WHAT TO DO:
Every line of the listing must be repeated in the answer without alteration.

═════ MATERIAL PROVIDED

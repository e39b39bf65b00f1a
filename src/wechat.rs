//! Wechat push-channel notification client

use std::sync::Arc;
use std::time::Duration;

use async_trait::async_trait;
use serde_json::json;

use crate::config::NotifySettings;
use crate::io::HttpClient;
use crate::notifier::{Notification, Notifier};

/// Sends notifications through a wechat push relay
pub struct WechatNotifier {
    api_url: String,
    api_token: String,
    topic_id: i64,
    timeout: Duration,
    http: Arc<dyn HttpClient>,
}

impl std::fmt::Debug for WechatNotifier {
    fn fmt(&self, f: &mut std::fmt::Formatter<'_>) -> std::fmt::Result {
        f.debug_struct("WechatNotifier")
            .field("api_url", &self.api_url)
            .field("topic_id", &self.topic_id)
            .finish()
    }
}

impl WechatNotifier {
    pub fn new(settings: &NotifySettings, timeout: Duration, http: Arc<dyn HttpClient>) -> Self {
        Self {
            api_url: settings.api_url.clone(),
            api_token: settings.api_token.clone(),
            topic_id: settings.topic_id,
            timeout,
            http,
        }
    }
}

#[async_trait]
impl Notifier for WechatNotifier {
    fn type_name(&self) -> &str {
        "wechat"
    }

    async fn notify(&self, notification: &Notification) -> crate::Result<()> {
        let body = json!({
            "platform": "wechat",
            "summary": notification.summary,
            "content": notification.content,
            "extra": { "topic_id": self.topic_id },
        })
        .to_string();

        tracing::debug!("Sending wechat notification: '{}'", notification.summary);

        let response = self
            .http
            .post_json(
                &self.api_url,
                &[("X-API-Token", self.api_token.as_str())],
                &body,
                self.timeout,
            )
            .await?;

        if !response.is_success() {
            return Err(crate::WardenError::Notification(format!(
                "Notification API returned status {}: {}",
                response.status, response.body
            )));
        }

        tracing::debug!("Wechat notification sent successfully");
        Ok(())
    }
}

#[cfg(test)]
mod tests {
    use super::*;
    use crate::io::{HttpResponse, MockHttpClient};

    fn test_settings() -> NotifySettings {
        NotifySettings {
            api_url: "https://push.example.com/send".to_string(),
            api_token: "push-token".to_string(),
            topic_id: 42,
        }
    }

    const TIMEOUT: Duration = Duration::from_secs(10);

    #[tokio::test]
    async fn sends_notification_with_correct_payload() {
        let mut mock = MockHttpClient::new();
        mock.expect_post_json()
            .withf(|url, headers, body, timeout| {
                let parsed: serde_json::Value = serde_json::from_str(body).unwrap();
                url == "https://push.example.com/send"
                    && headers.contains(&("X-API-Token", "push-token"))
                    && parsed["platform"] == "wechat"
                    && parsed["summary"] == "Service down"
                    && parsed["content"] == "details"
                    && parsed["extra"]["topic_id"] == 42
                    && *timeout == TIMEOUT
            })
            .returning(|_, _, _, _| {
                Box::pin(async {
                    Ok(HttpResponse {
                        status: 200,
                        body: String::new(),
                    })
                })
            });

        let notifier = WechatNotifier::new(&test_settings(), TIMEOUT, Arc::new(mock));
        notifier
            .notify(&Notification::new("Service down", "details"))
            .await
            .unwrap();
    }

    #[tokio::test]
    async fn returns_error_on_non_2xx() {
        let mut mock = MockHttpClient::new();
        mock.expect_post_json().returning(|_, _, _, _| {
            Box::pin(async {
                Ok(HttpResponse {
                    status: 403,
                    body: "forbidden".to_string(),
                })
            })
        });

        let notifier = WechatNotifier::new(&test_settings(), TIMEOUT, Arc::new(mock));
        let err = notifier
            .notify(&Notification::new("s", "c"))
            .await
            .unwrap_err();
        match err {
            crate::WardenError::Notification(msg) => assert!(msg.contains("403"), "{msg}"),
            other => panic!("expected WardenError::Notification, got {other:?}"),
        }
    }

    #[tokio::test]
    async fn propagates_transport_failure() {
        let mut mock = MockHttpClient::new();
        mock.expect_post_json().returning(|_, _, _, _| {
            Box::pin(async { Err(crate::WardenError::Transport("timeout".to_string())) })
        });

        let notifier = WechatNotifier::new(&test_settings(), TIMEOUT, Arc::new(mock));
        let err = notifier
            .notify(&Notification::new("s", "c"))
            .await
            .unwrap_err();
        assert!(err.to_string().contains("timeout"));
    }

    #[tokio::test]
    async fn type_name_is_wechat() {
        let notifier = WechatNotifier::new(&test_settings(), TIMEOUT, Arc::new(MockHttpClient::new()));
        assert_eq!(notifier.type_name(), "wechat");
    }
}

══════════

RESULT BELOW:
repository e39b39bf65b00f1a
filename src/wechat.rs
//! Wechat push-channel notification client

use std::sync::Arc;
use std::time::Duration;

use async_trait::async_trait;
use serde_json::json;

use crate::config::NotifySettings;
use crate::io::HttpClient;
use crate::notifier::{Notification, Notifier};

/// Sends notifications through a wechat push relay
pub struct WechatNotifier {
    api_url: String,
    api_token: String,
    topic_id: i64,
    timeout: Duration,
    http: Arc<dyn HttpClient>,
}

impl std::fmt::Debug for WechatNotifier {
    fn fmt(&self, f: &mut std::fmt::Formatter<'_>) -> std::fmt::Result {
        f.debug_struct("WechatNotifier")
            .field("api_url", &self.api_url)
            .field("topic_id", &self.topic_id)
            .finish()
    }
}

impl WechatNotifier {
    pub fn new(settings: &NotifySettings, timeout: Duration, http: Arc<dyn HttpClient>) -> Self {
        Self {
            api_url: settings.api_url.clone(),
            api_token: settings.api_token.clone(),
            topic_id: settings.topic_id,
            timeout,
            http,
        }
    }
}

#[async_trait]
impl Notifier for WechatNotifier {
    fn type_name(&self) -> &str {
        "wechat"
    }

    async fn notify(&self, notification: &Notification) -> crate::Result<()> {
        let body = json!({
            "platform": "wechat",
            "summary": notification.summary,
            "content": notification.content,
            "extra": { "topic_id": self.topic_id },
        })
        .to_string();

        tracing::debug!("Sending wechat notification: '{}'", notification.summary);

        let response = self
            .http
            .post_json(
                &self.api_url,
                &[("X-API-Token", self.api_token.as_str())],
                &body,
                self.timeout,
            )
            .await?;

        if !response.is_success() {
            return Err(crate::WardenError::Notification(format!(
                "Notification API returned status {}: {}",
                response.status, response.body
            )));
        }

        tracing::debug!("Wechat notification sent successfully");
        Ok(())
    }
}

#[cfg(test)]
mod tests {
    use super::*;
    use crate::io::{HttpResponse, MockHttpClient};

    fn test_settings() -> NotifySettings {
        NotifySettings {
            api_url: "https://push.example.com/send".to_string(),
            api_token: "push-token".to_string(),
            topic_id: 42,
        }
    }

    const TIMEOUT: Duration = Duration::from_secs(10);

    #[tokio::test]
    async fn sends_notification_with_correct_payload() {
        let mut mock = MockHttpClient::new();
        mock.expect_post_json()
            .withf(|url, headers, body, timeout| {
                let parsed: serde_json::Value = serde_json::from_str(body).unwrap();
                url == "https://push.example.com/send"
                    && headers.contains(&("X-API-Token", "push-token"))
                    && parsed["platform"] == "wechat"
                    && parsed["summary"] == "Service down"
                    && parsed["content"] == "details"
                    && parsed["extra"]["topic_id"] == 42
                    && *timeout == TIMEOUT
            })
            .returning(|_, _, _, _| {
                Box::pin(async {
                    Ok(HttpResponse {
                        status: 200,
                        body: String::new(),
                    })
                })
            });

        let notifier = WechatNotifier::new(&test_settings(), TIMEOUT, Arc::new(mock));
        notifier
            .notify(&Notification::new("Service down", "details"))
            .await
            .unwrap();
    }

    #[tokio::test]
    async fn returns_error_on_non_2xx() {
        let mut mock = MockHttpClient::new();
        mock.expect_post_json().returning(|_, _, _, _| {
            Box::pin(async {
                Ok(HttpResponse {
                    status: 403,
                    body: "forbidden".to_string(),
                })
            })
        });

        let notifier = WechatNotifier::new(&test_settings(), TIMEOUT, Arc::new(mock));
        let err = notifier
            .notify(&Notification::new("s", "c"))
            .await
            .unwrap_err();
        match err {
            crate::WardenError::Notification(msg) => assert!(msg.contains("403"), "{msg}"),
            other => panic!("expected WardenError::Notification, got {other:?}"),
        }
    }

    #[tokio::test]
    async fn propagates_transport_failure() {
        let mut mock = MockHttpClient::new();
        mock.expect_post_json().returning(|_, _, _, _| {
            Box::pin(async { Err(crate::WardenError::Transport("timeout".to_string())) })
        });

        let notifier = WechatNotifier::new(&test_settings(), TIMEOUT, Arc::new(mock));
        let err = notifier
            .notify(&Notification::new("s", "c"))
            .await
            .unwrap_err();
        assert!(err.to_string().contains("timeout"));
    }

    #[tokio::test]
    async fn type_name_is_wechat() {
        let notifier = WechatNotifier::new(&test_settings(), TIMEOUT, Arc::new(MockHttpClient::new()));
        assert_eq!(notifier.type_name(), "wechat");
    }
}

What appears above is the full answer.